• logo nu online
Home Warta Nasional Keislaman Regional Opini Kiai NU Menjawab Dinamika Taushiyah Obituari Fragmen Tokoh Sosok Mitra
Kamis, 25 April 2024

Opini

Keberagaman Sebuah Harmoni Kehidupan

Keberagaman Sebuah Harmoni Kehidupan
Foto: Ilustrasi (nu online)
Foto: Ilustrasi (nu online)

Pada pekan hari ini raga bergelut dengan hamparan ladang beribu hektare di pulau terluas, menatap para petani mengais rizqi pada intan permata hitam kecoklatan butiran biji minyak sawit, air keringat bercucuran membasuh tubuh para pekerja, ritme nafasnya mulai menggores luka lelah terbayar dengan upah di atas minimal Upah Minimum Regional (UMR) di pulau di mana dia terlahirkan. 


Sementara gadis cantik tersenyum manis bermata sipit berkulit kuning langsat menebar bahagia menyeka keringat hilanglah rasa lelah. Jalan-jalan berdebu terjal bebatuan atau lubang menganga di jalan hanya sebuah musik alam yang membahagiakan. Atau rawa luas yang membentang bergubung rumput luar mulai tumbuh subur meninggi tanpa berpenghuni sebagai bukti hamparan ladang tanpa berpenghuni atau dengan penduduk yang tak berimbang antara luas tanah dan penghuninya.


Lewat udara terbang dalam ketinggian saat pesawat melewati batas harus menurunkan terbangnya suara pengumuman mengagetkan rasa kantuk membuat tangan bergerak membuka penutup jendela, hamparan luas jambrut hijau katulistiwa melupakan segala sejarah kelam terjadinya kerusuhan berdarah terbunuhnya etnis Madura di Kabupaten Sampit, Kalimantan Tengah.

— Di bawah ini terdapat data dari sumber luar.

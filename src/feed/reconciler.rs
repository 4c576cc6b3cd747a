use std::sync::Arc;

use futures::future::join_all;
use tokio::sync::broadcast::error::RecvError;
use tokio::sync::{broadcast, Semaphore};

use crate::domain::Entity;
use crate::feed::folder::Folder;
use crate::feed::scope::Scope;
use crate::feed::state::Shared;
use crate::fetcher::Refetcher;
use crate::listener::Change;

pub const DEFAULT_REFETCH_CONCURRENCY: usize = 5;

/// Keeps already displayed items fresh as change notifications arrive.
///
/// Batches are handled one at a time. Each batch is resolved against the
/// items present at that moment, refetched concurrently, and published as a
/// single snapshot.
pub struct Reconciler<T: Entity, F: Folder<T>> {
    shared: Arc<Shared<T, F>>,
    refetcher: Arc<dyn Refetcher<T>>,
    semaphore: Arc<Semaphore>,
    scope: Scope,
}

impl<T: Entity, F: Folder<T>> Reconciler<T, F> {
    pub(crate) fn new(
        shared: Arc<Shared<T, F>>,
        refetcher: Arc<dyn Refetcher<T>>,
        concurrency: usize,
        scope: Scope,
    ) -> Self {
        Self {
            shared,
            refetcher,
            semaphore: Arc::new(Semaphore::new(concurrency.max(1))),
            scope,
        }
    }

    /// Consumes change batches until the bus closes or the scope is cancelled.
    pub async fn run(self, mut changes: broadcast::Receiver<Change>) {
        loop {
            match changes.recv().await {
                Ok(change) => {
                    self.reconcile(&change).await;
                }
                Err(RecvError::Lagged(skipped)) => {
                    tracing::warn!(
                        "Feed fell behind the change bus, {} batches skipped",
                        skipped
                    );
                }
                Err(RecvError::Closed) => {
                    tracing::debug!("Change bus closed, reconciliation stopped");
                    break;
                }
            }
        }
    }

    /// Refetches every present item `change` concerns and publishes the
    /// results together. Returns how many items were patched.
    pub async fn reconcile(&self, change: &Change) -> usize {
        let targets = self.shared.read(|state| state.affected(change));
        if targets.is_empty() {
            tracing::debug!("No displayed items affected by {:?}", change);
            return 0;
        }

        tracing::debug!("Refetching {} items for {:?}", targets.len(), change);

        let mut keys = Vec::with_capacity(targets.len());
        let mut handles = Vec::with_capacity(targets.len());
        for target in targets {
            let refetcher = self.refetcher.clone();
            let semaphore = self.semaphore.clone();
            let key = target.key();

            let handle = self.scope.spawn(async move {
                let _permit = semaphore.acquire_owned().await.ok()?;
                refetcher.refetch(&target).await
            });
            keys.push(key);
            handles.push(handle);
        }

        let results = join_all(handles).await;
        let mut refreshed = Vec::with_capacity(results.len());
        for (key, result) in keys.into_iter().zip(results) {
            match result {
                Ok(Some(Some(item))) if item.key() == key => refreshed.push(item),
                Ok(Some(Some(item))) => {
                    tracing::warn!(
                        "Refetch of {:?} returned {:?}, ignoring",
                        key,
                        item.key()
                    );
                }
                Ok(Some(None)) => {
                    tracing::debug!("Refetch of {:?} failed, keeping stale value", key);
                }
                Ok(None) => {}
                Err(e) => {
                    tracing::error!("Refetch task for {:?} failed: {}", key, e);
                }
            }
        }

        if refreshed.is_empty() || self.scope.is_cancelled() {
            return 0;
        }

        self.shared
            .update_if(|state| match state.apply_patches(refreshed) {
                0 => None,
                applied => Some(applied),
            })
            .unwrap_or(0)
    }
}

#[cfg(test)]
mod tests {
    use std::sync::atomic::{AtomicUsize, Ordering};
    use std::time::Duration;

    use async_trait::async_trait;

    use super::*;
    use crate::domain::Manga;
    use crate::feed::folder::Flat;
    use crate::listener::ChangeBus;

    fn manga(id: i64) -> Manga {
        Manga::new(id, "1", format!("Manga {}", id))
    }

    /// Tracks how many refetches run at once.
    #[derive(Default)]
    struct SlowRefetcher {
        running: AtomicUsize,
        peak: AtomicUsize,
    }

    #[async_trait]
    impl Refetcher<Manga> for SlowRefetcher {
        async fn refetch(&self, current: &Manga) -> Option<Manga> {
            let now = self.running.fetch_add(1, Ordering::SeqCst) + 1;
            self.peak.fetch_max(now, Ordering::SeqCst);
            tokio::time::sleep(Duration::from_millis(10)).await;
            self.running.fetch_sub(1, Ordering::SeqCst);

            let mut fresh = current.clone();
            fresh.in_library = true;
            Some(fresh)
        }
    }

    /// Answers every refetch with a different manga.
    struct WrongKeyRefetcher;

    #[async_trait]
    impl Refetcher<Manga> for WrongKeyRefetcher {
        async fn refetch(&self, current: &Manga) -> Option<Manga> {
            Some(manga(current.id + 100))
        }
    }

    fn shared_with(ids: &[i64]) -> Arc<Shared<Manga, Flat>> {
        let shared = Arc::new(Shared::new(Flat));
        let items = ids.iter().map(|&id| manga(id)).collect();
        shared.update(|state| state.accept_page(items, true));
        shared
    }

    #[tokio::test]
    async fn test_refetches_are_bounded() {
        let shared = shared_with(&[1, 2, 3, 4, 5, 6]);
        let refetcher = Arc::new(SlowRefetcher::default());
        let reconciler = Reconciler::new(shared.clone(), refetcher.clone(), 2, Scope::new());

        let applied = reconciler
            .reconcile(&Change::Manga(vec![1, 2, 3, 4, 5, 6]))
            .await;

        assert_eq!(applied, 6);
        assert!(refetcher.peak.load(Ordering::SeqCst) <= 2);
        assert!(shared.snapshot().items.iter().all(|m| m.in_library));
    }

    #[tokio::test]
    async fn test_mismatched_refetch_is_ignored() {
        let shared = shared_with(&[1]);
        let reconciler =
            Reconciler::new(shared.clone(), Arc::new(WrongKeyRefetcher), 1, Scope::new());
        let mut rx = shared.subscribe();
        rx.mark_unchanged();

        assert_eq!(reconciler.reconcile(&Change::Manga(vec![1])).await, 0);
        assert!(!rx.has_changed().unwrap());
        assert_eq!(shared.snapshot().items, vec![manga(1)]);
    }

    #[tokio::test]
    async fn test_cancelled_scope_publishes_nothing() {
        let shared = shared_with(&[1, 2]);
        let scope = Scope::new();
        let reconciler = Reconciler::new(
            shared.clone(),
            Arc::new(SlowRefetcher::default()),
            DEFAULT_REFETCH_CONCURRENCY,
            scope.clone(),
        );
        let mut rx = shared.subscribe();
        rx.mark_unchanged();

        scope.cancel();
        assert_eq!(reconciler.reconcile(&Change::Manga(vec![1, 2])).await, 0);
        assert!(!rx.has_changed().unwrap());
    }

    #[tokio::test]
    async fn test_run_stops_when_bus_closes() {
        let shared = shared_with(&[1]);
        let reconciler = Reconciler::new(
            shared,
            Arc::new(SlowRefetcher::default()),
            DEFAULT_REFETCH_CONCURRENCY,
            Scope::new(),
        );
        let (tx, rx) = broadcast::channel(4);
        drop(tx);

        tokio::time::timeout(Duration::from_secs(1), reconciler.run(rx))
            .await
            .unwrap();
    }

    #[tokio::test]
    async fn test_lagged_receiver_skips_ahead_and_keeps_running() {
        let shared = shared_with(&[1, 2, 3]);
        let refetcher = Arc::new(SlowRefetcher::default());
        let reconciler = Reconciler::new(
            shared.clone(),
            refetcher,
            DEFAULT_REFETCH_CONCURRENCY,
            Scope::new(),
        );
        let bus = ChangeBus::with_capacity(1);
        let rx = bus.subscribe();

        bus.manga_changed(vec![1]);
        bus.manga_changed(vec![2]);
        bus.manga_changed(vec![3]);
        drop(bus);

        tokio::time::timeout(Duration::from_secs(1), reconciler.run(rx))
            .await
            .unwrap();

        let in_library: Vec<bool> = shared
            .snapshot()
            .items
            .iter()
            .map(|m| m.in_library)
            .collect();
        assert_eq!(in_library, vec![false, false, true]);
    }
}
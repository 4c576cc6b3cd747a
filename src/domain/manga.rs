use serde::{Deserialize, Serialize};

use crate::domain::Entity;
use crate::listener::Change;

#[derive(Debug, Clone, PartialEq, Serialize, Deserialize)]
#[serde(rename_all = "camelCase")]
pub struct Manga {
    pub id: i64,
    pub source_id: String,
    pub title: String,
    #[serde(default)]
    pub thumbnail_url: Option<String>,
    #[serde(default)]
    pub in_library: bool,
    #[serde(default)]
    pub unread_count: Option<i64>,
    #[serde(default)]
    pub download_count: Option<i64>,
}

impl Manga {
    pub fn new(id: i64, source_id: impl Into<String>, title: impl Into<String>) -> Self {
        Self {
            id,
            source_id: source_id.into(),
            title: title.into(),
            thumbnail_url: None,
            in_library: false,
            unread_count: None,
            download_count: None,
        }
    }

    pub fn display_title(&self) -> &str {
        if self.title.is_empty() {
            "(Untitled)"
        } else {
            &self.title
        }
    }
}

impl Entity for Manga {
    type Key = i64;

    fn key(&self) -> i64 {
        self.id
    }

    fn affected_by(&self, change: &Change) -> bool {
        match change {
            Change::Manga(ids) => ids.contains(&self.id),
            Change::ChapterIds(_) | Change::ChapterIndexes { .. } => false,
        }
    }
}
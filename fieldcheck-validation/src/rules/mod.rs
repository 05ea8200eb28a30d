// Built-in rules

/// Adds `with_message` / `message` accessors to rules that keep their
/// template in a `message: String` field.
macro_rules! message_template {
    ($($rule:ty),+ $(,)?) => {
        $(
            impl $rule {
                /// Replace the default message template.
                pub fn with_message(mut self, template: impl Into<String>) -> Self {
                    self.message = template.into();
                    self
                }

                /// Current message template.
                pub fn message(&self) -> &str {
                    &self.message
                }
            }
        )+
    };
}

mod date;
mod file;
mod number;
mod pattern;
mod string;

pub use date::*;
pub use file::*;
pub use number::*;
pub use pattern::*;
pub use string::*;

Masih saja pikiran penulis belum terhenti kalau tidak menuangkan gagasan dan analis lewat not-not huruf abjad pada keyboard sebagai bentuk shering penulis adalah keberagaman harus dirawat agar harmoni kehidupan menjadi indah. Perbedaan bukan menjadi sekat penghubung, karena tidak kenal tidak akan pernah sayang. Penulis merangkum terjadinya disharmoni munculnya konflik.


Kurang Komunikasi


Waja'alnakum su'uban wa qobaila lita'arofuu (dan Aku jadikan di antara kalian semua suku dan bangsa agar supaya kalian semua saling mengenal). Mengenal adalah komunikasi awal untuk saling mengetahui karakter dan prilaku masing-masing agar dapat memahami menghargai sesamanya. 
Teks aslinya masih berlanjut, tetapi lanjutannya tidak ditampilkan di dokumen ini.